Halt die Fresse, krieg ‘n Kind!
Olli Schulz Twittern
Ich wusste immer, dass ich Kinder möchte, wenn ich dann mal groß bin. Betrachte ich mich im Rückspiegel, haben kleine Speckfüße und rotbäckige Milchzahngesichter in mir schon immer wie irre Hormone aufgewirbelt. Meine blonde Babysitter-Bande hab ich nicht nur geliebt, wenn sie mir mit pinken Puppenbürsten die Haare gestriegelt oder bei jedem Mann im Fernsehen gefragt hat, ob ich den heiraten will. Nein, irgendwie auch dann noch, wenn einer von ihnen stundenlang gebrüllt hat wie bescheuert, obwohl die Welt voll in Ordnung war. Tat trotzdem gut, dann nachts erlöst zu werden, das Geld zu nehmen und tschüss – zurück nach Teenagerhausen. So blieb es zwei gute Hände voller Jahre, der Gedanke an ein Irgendwann, bloß nicht näher definieren. Mit Ende zwanzig aber bin ich heute vermutlich groß. Herzlichen Glückwunsch, Sie haben Ihr Ziel erreicht: Sie sind sowas wie groß, spielen eine Erwachsenenfigur und haben eine ganze Menge Angst.
Erstens: Startschuss
Mein Glück hängt nicht von der Geburt eines Kindes ab. Das denke ich zumindest, solange ich davon ausgehe, dass ich theoretisch jederzeit könnte. Nehmen wir das also mal an. Ich bin keine Mamamaschine, kein Hier-ist-meine-Lebensplanung-Girl. Ich hab studiert und mach jetzt was mit Arbeit, bisher war da kein Raum. So metamäßig und in echt. Ist zu zweit schon scheißeng und wird erstmal auch so bleiben. Nur ein bisschen noch. Ich sage nicht, jetzt los und peng, darauf hab ich immer gewartet. Ich sag, naja, wenn man tendenziell will, dann wird’s ja bald Zeit, weil ewig kann man‘s ja nicht schieben. Also kann man schon, aber wird halt auch nicht leichter. Das Problem: Abgesehen davon, dass mir der Verzicht aus Verantwortungsgefühl heraus gelingen würde und wird – ich möchte im Grunde kein Leben ohne den Notfall-Wein, wenn alles grad mies läuft, keins ohne den fünften Schnaps in der Raucherbar, die auch gern mal meine Küche sein kann. Auch wenn diese Light-Version von Leben erstmal nur neun Monate plus Stillzeit dauert. Albern auch.
Zweitens: Körperklops
Dabei gibt sie ja, diese kleinen Vorbildfamilien, die plötzlich einer mehr sind und trotzdem – oder eben deswegen gerade – immer noch so unfassbar gutaussehend und gelassen.

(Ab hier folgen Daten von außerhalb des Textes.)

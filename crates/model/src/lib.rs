//! Domain model for the cdnget mirror.
//!
//! This crate holds the pure types shared by every other crate in the
//! workspace and performs no I/O:
//! - [`version`]: the totally ordered [`VersionValue`](version::VersionValue)
//!   and its numeric [`Token`](version::Token)s.
//! - [`entity`]: upstream services, libraries, mirrored versions and the two
//!   append-only logs.
//! - [`identity`]: composite keys and the lock-guarded navigation slot that
//!   keeps a denormalized key consistent with its cached parent.
//!
//! # Name matching
//!
//! Service and library names match ignoring ASCII case only (`LoDash` is
//! `lodash`, `Éclair` is not `éclair`), the same folding as the store's
//! `NOCASE` collation, so a lookup in memory and one in the store always
//! agree. Version values fold every character with full Unicode lowercasing;
//! they are compared and keyed in Rust alone.

pub mod entity;
pub mod error;
pub mod identity;
pub mod version;

pub use crate::entity::{
    DEFAULT_PRIORITY, Library, LibraryAction, LibraryMetadata, RemoteVersion, ServiceLog, UpstreamService, VersionLog,
};
pub use crate::identity::{LibraryKey, VersionKey};
pub use crate::version::VersionValue;
use super::{timestamp, uuid};
use crate::error::Error;
use cdnget_model::Library;

#[derive(sqlx::FromRow)]
pub(crate) struct LibraryRow {
    pub(crate) id: String,
    pub(crate) service_id: String,
    pub(crate) name: String,
    pub(crate) created_on: i64,
    pub(crate) modified_on: i64,
}
impl From<&Library> for LibraryRow {
    fn from(library: &Library) -> Self {
        Self {
            id: library.id.to_string(),
            service_id: library.service_id.to_string(),
            name: library.name.clone(),
            created_on: library.created_on.unix_timestamp(),
            modified_on: library.modified_on.unix_timestamp(),
        }
    }
}
impl TryFrom<LibraryRow> for Library {
    type Error = Error;
    fn try_from(row: LibraryRow) -> Result<Self, Self::Error> {
        Ok(Self {
            id: uuid("library id", &row.id)?,
            service_id: uuid("service id", &row.service_id)?,
            name: row.name,
            created_on: timestamp("created on", row.created_on)?,
            modified_on: timestamp("modified on", row.modified_on)?,
        })
    }
}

Sie machen Quatsch auf Instagram und zimmern die schönsten Minimöbel, haben sich lieb und scheinen vor allem eins zu sein: zufrieden. Schwer zu begreifen, dass auch diese Menschen mal Zweifel hatten. Oder kotzen mussten oder fett wurden. Ich schätze, sie hatten sich schlichtweg bei all dem im Griff. Wie machen das denn diese undisziplinierten Leute, solche, die auch ohne eine Tonne Fresshormone völlig problemlos ganze Familienpackungen Karamelleis in sich reinlöffeln können? Solche wie ich beispielsweise? Ich hab nämlich ziemlich genau null Komma gar keine Lust, bei konsequenter Flaschen- und Fluppenabstinenz auch da noch Abstriche machen zu müssen. Und ja, das ist sehr egoistisch, aber eben auch sehr wahr.
Drittens: Gemetzel
Ich hab keine Angst vor Schmerzen. Auch wenn ich mit ziemlich großer Sicherheit davon ausgehe, dass ich absolut keine Ahnung habe, welche Dimensionen mich erwarten. Angst hab ich erstens davor, dass etwas radikal schief läuft, und zweitens vor der Totalzerstörung meines aufgedunsenen Körpers, einem physischen Super-GAU untenrum. Natürlich, das ist eben so, kannste nix machen. Sagt mir in letzter Zeit auch immer wieder mein verdammt schlauer Facebook-Feed. Hier guck, du alter Klumpen Eitelkeit: „Die Vagina sieht anders aus“, Dammriss, Muttiwindeln, Hämorrhoiden und Co. – hätte ich bloß nie draufgeklickt. Aus Angst, bei der Geburt auf den Boden zu kacken, werde ich vermutlich im neunten Monat einfach gar nichts mehr essen. Vielleicht bleiben einem dann auch die Horrorgeschichten von augenrollenden Hebammen und anderen Kreißsaal-Katastrophen erspart. Andererseits vielleicht auch ein guter Zeitpunkt, um sich direkt schonmal mit menschlichen Ausscheidungen aller Art bekanntzumachen. Guten Tag! Weil wenn eins sicher kommt, dann das.
Viertens: Trust the girls
Ich werde ein Kotztuch über der Schulter und vermutlich nicht permanent eine Wäscheklammer auf der Nase tragen. Welcome to Pipikacka-Hölle. Es wird dreckig und schlaflos und kompliziert und das alles, also bitte atmen gegen postnatales Durchdrehen und die geballte Überforderung bloß nicht aufs Baby abwälzen. Auch dann nicht, wenn es am Anfang so gar nicht niedlich ist, sondern in Wahrheit nur ein winziger nackter Haufen Mensch mit dem Gesicht eines zahnlosen Nacktmulls - obwohl natürlich aus falschem Anstand jeder was anderes behauptet. Den ich trotzdem lieben werde wie Mist.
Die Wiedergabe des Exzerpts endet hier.